## Source material
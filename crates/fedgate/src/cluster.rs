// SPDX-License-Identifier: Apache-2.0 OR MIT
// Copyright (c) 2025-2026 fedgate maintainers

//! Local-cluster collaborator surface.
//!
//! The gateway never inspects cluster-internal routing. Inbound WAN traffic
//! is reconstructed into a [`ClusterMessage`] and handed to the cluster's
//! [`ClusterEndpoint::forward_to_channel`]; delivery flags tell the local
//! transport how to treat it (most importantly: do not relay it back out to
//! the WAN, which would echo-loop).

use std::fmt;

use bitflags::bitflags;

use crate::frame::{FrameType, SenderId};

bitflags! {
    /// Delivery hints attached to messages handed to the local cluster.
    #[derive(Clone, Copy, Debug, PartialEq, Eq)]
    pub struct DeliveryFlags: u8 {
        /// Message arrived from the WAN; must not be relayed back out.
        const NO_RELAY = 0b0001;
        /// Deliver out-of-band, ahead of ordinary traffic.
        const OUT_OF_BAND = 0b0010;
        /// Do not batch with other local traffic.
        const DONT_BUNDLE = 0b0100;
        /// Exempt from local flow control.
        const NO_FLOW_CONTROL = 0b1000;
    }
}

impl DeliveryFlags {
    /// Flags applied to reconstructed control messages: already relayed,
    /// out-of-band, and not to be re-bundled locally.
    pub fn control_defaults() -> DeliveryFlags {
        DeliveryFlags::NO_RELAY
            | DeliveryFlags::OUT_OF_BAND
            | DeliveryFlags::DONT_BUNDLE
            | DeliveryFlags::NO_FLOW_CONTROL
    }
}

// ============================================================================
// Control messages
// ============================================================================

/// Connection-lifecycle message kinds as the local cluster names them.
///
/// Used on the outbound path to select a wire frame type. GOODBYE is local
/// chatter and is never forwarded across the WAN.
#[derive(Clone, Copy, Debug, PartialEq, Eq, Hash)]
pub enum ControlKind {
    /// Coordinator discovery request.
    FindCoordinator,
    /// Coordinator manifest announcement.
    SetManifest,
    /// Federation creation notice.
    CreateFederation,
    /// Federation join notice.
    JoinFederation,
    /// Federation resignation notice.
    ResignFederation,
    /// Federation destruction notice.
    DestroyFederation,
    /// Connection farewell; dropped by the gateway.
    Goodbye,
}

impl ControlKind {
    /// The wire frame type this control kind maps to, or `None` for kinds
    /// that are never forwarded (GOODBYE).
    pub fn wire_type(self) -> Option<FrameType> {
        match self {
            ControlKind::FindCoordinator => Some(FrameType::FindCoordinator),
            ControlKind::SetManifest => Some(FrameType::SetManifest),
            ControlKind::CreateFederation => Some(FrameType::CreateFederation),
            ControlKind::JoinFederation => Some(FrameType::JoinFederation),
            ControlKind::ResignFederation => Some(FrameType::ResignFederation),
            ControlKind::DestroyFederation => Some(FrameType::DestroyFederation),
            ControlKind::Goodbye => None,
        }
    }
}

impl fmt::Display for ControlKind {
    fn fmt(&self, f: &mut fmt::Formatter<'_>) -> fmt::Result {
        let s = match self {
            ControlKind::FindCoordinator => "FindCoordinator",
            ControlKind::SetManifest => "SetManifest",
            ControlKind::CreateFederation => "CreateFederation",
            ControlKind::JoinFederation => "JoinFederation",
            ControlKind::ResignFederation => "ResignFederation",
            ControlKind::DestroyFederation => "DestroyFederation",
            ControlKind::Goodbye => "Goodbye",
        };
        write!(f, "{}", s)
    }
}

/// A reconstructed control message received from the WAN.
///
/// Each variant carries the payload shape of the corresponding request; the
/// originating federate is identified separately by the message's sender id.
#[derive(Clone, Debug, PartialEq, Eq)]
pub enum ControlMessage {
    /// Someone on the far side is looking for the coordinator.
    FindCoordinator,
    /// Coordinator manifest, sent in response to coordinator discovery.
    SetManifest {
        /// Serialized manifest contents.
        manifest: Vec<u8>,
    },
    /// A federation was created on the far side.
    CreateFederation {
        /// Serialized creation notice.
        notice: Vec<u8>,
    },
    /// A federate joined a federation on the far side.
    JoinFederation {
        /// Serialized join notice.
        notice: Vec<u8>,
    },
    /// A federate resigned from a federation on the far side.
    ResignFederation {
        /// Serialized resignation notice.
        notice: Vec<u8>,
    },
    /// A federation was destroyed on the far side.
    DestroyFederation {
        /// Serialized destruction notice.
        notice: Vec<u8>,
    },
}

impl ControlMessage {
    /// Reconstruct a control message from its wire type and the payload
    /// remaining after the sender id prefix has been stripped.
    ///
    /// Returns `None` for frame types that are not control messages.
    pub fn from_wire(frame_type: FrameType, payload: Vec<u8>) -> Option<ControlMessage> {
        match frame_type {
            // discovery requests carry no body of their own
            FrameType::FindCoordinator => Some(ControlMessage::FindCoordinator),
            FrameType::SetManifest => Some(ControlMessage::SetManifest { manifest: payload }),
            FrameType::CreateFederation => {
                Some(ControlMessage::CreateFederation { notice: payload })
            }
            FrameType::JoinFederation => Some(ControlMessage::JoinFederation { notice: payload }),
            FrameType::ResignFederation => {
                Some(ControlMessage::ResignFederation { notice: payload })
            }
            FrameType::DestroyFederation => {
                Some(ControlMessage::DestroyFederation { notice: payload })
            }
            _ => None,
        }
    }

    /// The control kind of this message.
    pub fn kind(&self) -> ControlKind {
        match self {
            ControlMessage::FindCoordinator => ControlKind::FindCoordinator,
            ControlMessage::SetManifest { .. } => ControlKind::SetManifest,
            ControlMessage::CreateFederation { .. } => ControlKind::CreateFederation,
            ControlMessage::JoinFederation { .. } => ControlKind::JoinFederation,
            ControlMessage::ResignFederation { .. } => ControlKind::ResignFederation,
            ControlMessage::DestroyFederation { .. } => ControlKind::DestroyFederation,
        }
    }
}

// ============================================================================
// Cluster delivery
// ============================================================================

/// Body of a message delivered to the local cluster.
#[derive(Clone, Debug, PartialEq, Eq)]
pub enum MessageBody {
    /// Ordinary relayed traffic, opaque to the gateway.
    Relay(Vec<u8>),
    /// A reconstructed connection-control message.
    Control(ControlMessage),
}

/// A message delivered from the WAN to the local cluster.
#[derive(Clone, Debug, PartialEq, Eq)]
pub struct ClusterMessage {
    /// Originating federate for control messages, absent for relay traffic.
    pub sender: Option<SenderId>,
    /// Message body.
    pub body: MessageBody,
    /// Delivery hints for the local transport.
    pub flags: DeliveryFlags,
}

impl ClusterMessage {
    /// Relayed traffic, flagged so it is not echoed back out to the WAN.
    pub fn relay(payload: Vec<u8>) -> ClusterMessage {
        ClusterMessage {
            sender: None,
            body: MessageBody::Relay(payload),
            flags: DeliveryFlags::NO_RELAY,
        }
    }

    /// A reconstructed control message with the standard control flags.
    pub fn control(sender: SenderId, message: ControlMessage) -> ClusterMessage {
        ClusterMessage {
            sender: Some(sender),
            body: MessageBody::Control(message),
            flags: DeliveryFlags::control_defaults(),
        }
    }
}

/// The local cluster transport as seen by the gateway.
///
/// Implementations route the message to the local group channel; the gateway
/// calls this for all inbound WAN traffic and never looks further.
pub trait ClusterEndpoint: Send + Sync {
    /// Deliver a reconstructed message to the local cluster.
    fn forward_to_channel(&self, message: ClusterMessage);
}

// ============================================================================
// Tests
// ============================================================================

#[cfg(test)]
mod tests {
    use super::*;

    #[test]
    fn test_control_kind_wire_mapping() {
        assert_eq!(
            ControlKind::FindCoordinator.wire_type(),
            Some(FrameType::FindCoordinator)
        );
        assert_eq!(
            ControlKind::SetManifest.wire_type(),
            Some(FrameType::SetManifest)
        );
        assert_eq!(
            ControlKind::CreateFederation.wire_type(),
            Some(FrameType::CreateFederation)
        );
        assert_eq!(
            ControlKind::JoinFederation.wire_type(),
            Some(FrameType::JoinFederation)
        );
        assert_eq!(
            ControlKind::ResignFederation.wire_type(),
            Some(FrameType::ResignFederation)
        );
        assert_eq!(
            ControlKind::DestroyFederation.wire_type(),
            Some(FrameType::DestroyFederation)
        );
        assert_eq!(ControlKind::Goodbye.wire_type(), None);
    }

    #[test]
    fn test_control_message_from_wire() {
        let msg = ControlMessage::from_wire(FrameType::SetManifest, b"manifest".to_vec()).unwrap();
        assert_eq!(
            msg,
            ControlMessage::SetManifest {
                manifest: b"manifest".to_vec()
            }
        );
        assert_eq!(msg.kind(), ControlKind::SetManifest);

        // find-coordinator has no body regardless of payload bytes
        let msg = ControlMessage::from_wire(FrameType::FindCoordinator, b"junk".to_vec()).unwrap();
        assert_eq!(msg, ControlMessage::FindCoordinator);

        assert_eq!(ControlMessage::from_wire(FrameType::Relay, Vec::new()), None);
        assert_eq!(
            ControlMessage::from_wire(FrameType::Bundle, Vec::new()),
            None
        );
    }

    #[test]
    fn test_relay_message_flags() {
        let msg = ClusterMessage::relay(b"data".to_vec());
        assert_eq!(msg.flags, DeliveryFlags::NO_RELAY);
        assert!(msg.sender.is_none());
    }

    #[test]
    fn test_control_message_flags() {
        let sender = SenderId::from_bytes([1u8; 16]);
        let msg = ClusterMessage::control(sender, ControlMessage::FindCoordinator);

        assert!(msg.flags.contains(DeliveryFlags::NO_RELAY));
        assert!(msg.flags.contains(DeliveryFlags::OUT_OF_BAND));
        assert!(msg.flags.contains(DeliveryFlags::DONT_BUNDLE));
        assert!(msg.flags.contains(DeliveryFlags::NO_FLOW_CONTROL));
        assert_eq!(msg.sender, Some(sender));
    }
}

## Task brief
Look through the records for the string "fedgate". Copy every line that has it.

## Solution for this exercise
filename crates/fedgate/src/cluster.rs
// Copyright (c) 2025-2026 fedgate maintainers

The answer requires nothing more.